That was the challenge met by Arthur Ashkin ’47, who won the Nobel Prize in Physics on October 2, 2018, for his groundbreaking research in laser physics over the course of more than 50 years. Specifically, Ashkin was recognized for figuring out how to harness the power of light to trap and study microscopic objects. Ashkin’s invention of optical tweezers enabled scientists to grasp “particles, atoms, viruses and other living cells with their laser beam fingers,” creating ways to observe and control the machinery of life, wrote the Royal Swedish Academy of Sciences.
On September 21, 2020, Ashkin died at his home in Rumson, N.J., where he had worked on various projects until his passing. He held 47 patents and was inducted into the National Inventors Hall of Fame in 2013.
“I was interested in science since I was a kid,” Ashkin said when his Nobel Prize was announced. “So I tell my wife that’s the only thing that I’m really good at.”
Ashkin was born on September 2, 1922, in Brooklyn, N.Y., one of four children; his older brother, Julius ’40, GSAS’44, also became a physicist and played an important role in the Manhattan Project, the secret e ort during WWII to develop the atomic bomb. After graduating from James Madison H.S., Ashkin followed Julius to the College and worked in the Columbia Radiation Laboratory on magnetrons, which produced microwaves and were a precursor to the laser. He joined Bell Labs after obtaining a Ph.D. from Cornell in 1952 and worked there until his retirement in 1992. He led the lab’s laser science department 1963–87, and it was there that he developed his optical tweezers.
Ashkin, who had been interested in the subject of light pressure since childhood, created his optical tweezers by shining a laser through a tiny magnifying lens, which creates a focal point for the laser. Particles are drawn in and trapped there, unable to move. Trapping biological material proved to have groundbreaking practical applications in research and in understanding the behavior of the basic building blocks of life, like DNA. Today, optical tweezers are widely manufactured and sold to researchers.
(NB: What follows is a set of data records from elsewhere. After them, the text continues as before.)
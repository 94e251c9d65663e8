//! Discriminant ("kind") sizing for event groups.
//!
//! A group's kind is written as the smallest unsigned integer whose maximum value
//! is at least the number of declared variants: up to 255 variants use one byte,
//! 256 to 65535 use two, and so on. The width is a property of the schema and is
//! computed once when the group is built, never per message.

use crate::core::codec::{Deserializer, Serializer};
use crate::error::Result;
use serde::{Deserialize, Serialize};
use std::fmt;

/// Wire width of a kind discriminant.
#[derive(Debug, Clone, Copy, PartialEq, Eq, PartialOrd, Ord, Hash, Serialize, Deserialize)]
#[serde(rename_all = "lowercase")]
pub enum KindWidth {
    U8,
    U16,
    U32,
    U64,
}

impl KindWidth {
    /// Select the width for a group with `count` variants.
    pub const fn for_variant_count(count: usize) -> Self {
        let count = count as u64;
        if count <= u8::MAX as u64 {
            KindWidth::U8
        } else if count <= u16::MAX as u64 {
            KindWidth::U16
        } else if count <= u32::MAX as u64 {
            KindWidth::U32
        } else {
            KindWidth::U64
        }
    }

    /// Encoded size in bytes.
    pub const fn byte_len(self) -> usize {
        match self {
            KindWidth::U8 => 1,
            KindWidth::U16 => 2,
            KindWidth::U32 => 4,
            KindWidth::U64 => 8,
        }
    }

    pub const fn bits(self) -> u32 {
        self.byte_len() as u32 * 8
    }

    /// Largest kind value representable at this width.
    pub const fn max_kind(self) -> u64 {
        match self {
            KindWidth::U8 => u8::MAX as u64,
            KindWidth::U16 => u16::MAX as u64,
            KindWidth::U32 => u32::MAX as u64,
            KindWidth::U64 => u64::MAX,
        }
    }

    /// Write `kind` at this width.
    ///
    /// Callers guarantee `kind` is a declared kind of the group, so it always fits.
    pub fn write(self, se: &mut Serializer<'_>, kind: u64) -> Result<()> {
        debug_assert!(kind <= self.max_kind());
        match self {
            KindWidth::U8 => se.serialize_u8(kind as u8),
            KindWidth::U16 => se.serialize_u16(kind as u16),
            KindWidth::U32 => se.serialize_u32(kind as u32),
            KindWidth::U64 => se.serialize_u64(kind),
        }
    }

    /// Read a kind at this width.
    pub fn read(self, de: &mut Deserializer<'_>) -> Result<u64> {
        Ok(match self {
            KindWidth::U8 => u64::from(de.deserialize_u8()?),
            KindWidth::U16 => u64::from(de.deserialize_u16()?),
            KindWidth::U32 => u64::from(de.deserialize_u32()?),
            KindWidth::U64 => de.deserialize_u64()?,
        })
    }
}

impl fmt::Display for KindWidth {
    fn fmt(&self, f: &mut fmt::Formatter<'_>) -> fmt::Result {
        write!(f, "u{}", self.bits())
    }
}

#[cfg(test)]
mod tests {
    use super::*;

    #[test]
    fn test_width_boundaries() {
        assert_eq!(KindWidth::for_variant_count(0), KindWidth::U8);
        assert_eq!(KindWidth::for_variant_count(2), KindWidth::U8);
        assert_eq!(KindWidth::for_variant_count(200), KindWidth::U8);
        assert_eq!(KindWidth::for_variant_count(255), KindWidth::U8);
        assert_eq!(KindWidth::for_variant_count(256), KindWidth::U16);
        assert_eq!(KindWidth::for_variant_count(65_535), KindWidth::U16);
        assert_eq!(KindWidth::for_variant_count(65_536), KindWidth::U32);
    }

    #[test]
    fn test_kind_is_little_endian() {
        let mut buffer = [0u8; 8];
        let mut se = Serializer::new(&mut buffer);
        KindWidth::U16.write(&mut se, 0x0102).unwrap();
        assert_eq!(se.finish(), 2);
        assert_eq!(&buffer[..2], &[0x02, 0x01]);

        let mut de = Deserializer::new(&buffer[..2]);
        assert_eq!(KindWidth::U16.read(&mut de).unwrap(), 0x0102);
    }

    #[test]
    fn test_display() {
        assert_eq!(KindWidth::U8.to_string(), "u8");
        assert_eq!(KindWidth::U64.to_string(), "u64");
    }
}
Ashkin was awarded one-half of the 2018 physics prize, sharing it with Gérard Mourou of France and Donna Strickland of Canada. At 96, he was the oldest recipient of a Nobel Prize at the time; the next year, John B. Goodenough received the Nobel Prize in Chemistry at 97. Ashkin is survived by his wife, Aline, a former high school chemistry professor; sons, Daniel and Michael; daughter, Judith; five grandchildren; and two great-grandchildren.